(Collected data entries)
+ + + + +

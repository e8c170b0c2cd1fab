//! Built-in tools

mod browser;
mod planning;
mod sub_task_complete;
mod terminate;

pub use browser::{is_assertion, is_replayable_action, BrowserTool};
pub use planning::PlanningTool;
pub use sub_task_complete::SubTaskCompleteTool;
pub use terminate::TerminateTool;

pub const BROWSER: &str = "browser";
pub const PLANNING: &str = "planning";
pub const TERMINATE: &str = "terminate";
pub const SUB_TASK_COMPLETE: &str = "sub_task_complete";
pub const DELEGATE: &str = "delegate";
use std::sync::atomic::{AtomicBool, AtomicU64, Ordering};

/// Cooperative control flags shared by a session's producer, consumer and
/// the control plane
#[derive(Debug, Default)]
pub struct ControlSignals {
    stop: AtomicBool,
    pause: AtomicBool,
    /// Last step number announced by the loop
    step: AtomicU64,
}

impl ControlSignals {
    pub fn new() -> Self {
        Self::default()
    }

    pub fn request_stop(&self) {
        self.stop.store(true, Ordering::SeqCst);
    }

    pub fn stopped(&self) -> bool {
        self.stop.load(Ordering::SeqCst)
    }

    /// Set the pause flag, returning its previous value
    pub fn pause(&self) -> bool {
        self.pause.swap(true, Ordering::SeqCst)
    }

    pub fn resume(&self) {
        self.pause.store(false, Ordering::SeqCst);
    }

    pub fn paused(&self) -> bool {
        self.pause.load(Ordering::SeqCst)
    }

    pub fn set_step(&self, step: u64) {
        self.step.store(step, Ordering::SeqCst);
    }

    pub fn step(&self) -> u64 {
        self.step.load(Ordering::SeqCst)
    }
}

+ + + + +

Every entry above should be written out again, precisely.

Response area:
repository e8c170b0c2cd1fab
//! Built-in tools

mod browser;
mod planning;
mod sub_task_complete;
mod terminate;

pub use browser::{is_assertion, is_replayable_action, BrowserTool};
pub use planning::PlanningTool;
pub use sub_task_complete::SubTaskCompleteTool;
pub use terminate::TerminateTool;

pub const BROWSER: &str = "browser";
pub const PLANNING: &str = "planning";
pub const TERMINATE: &str = "terminate";
pub const SUB_TASK_COMPLETE: &str = "sub_task_complete";
pub const DELEGATE: &str = "delegate";
use std::sync::atomic::{AtomicBool, AtomicU64, Ordering};

/// Cooperative control flags shared by a session's producer, consumer and
/// the control plane
#[derive(Debug, Default)]
pub struct ControlSignals {
    stop: AtomicBool,
    pause: AtomicBool,
    /// Last step number announced by the loop
    step: AtomicU64,
}

impl ControlSignals {
    pub fn new() -> Self {
        Self::default()
    }

    pub fn request_stop(&self) {
        self.stop.store(true, Ordering::SeqCst);
    }

    pub fn stopped(&self) -> bool {
        self.stop.load(Ordering::SeqCst)
    }

    /// Set the pause flag, returning its previous value
    pub fn pause(&self) -> bool {
        self.pause.swap(true, Ordering::SeqCst)
    }

    pub fn resume(&self) {
        self.pause.store(false, Ordering::SeqCst);
    }

    pub fn paused(&self) -> bool {
        self.pause.load(Ordering::SeqCst)
    }

    pub fn set_step(&self, step: u64) {
        self.step.store(step, Ordering::SeqCst);
    }

    pub fn step(&self) -> u64 {
        self.step.load(Ordering::SeqCst)
    }
}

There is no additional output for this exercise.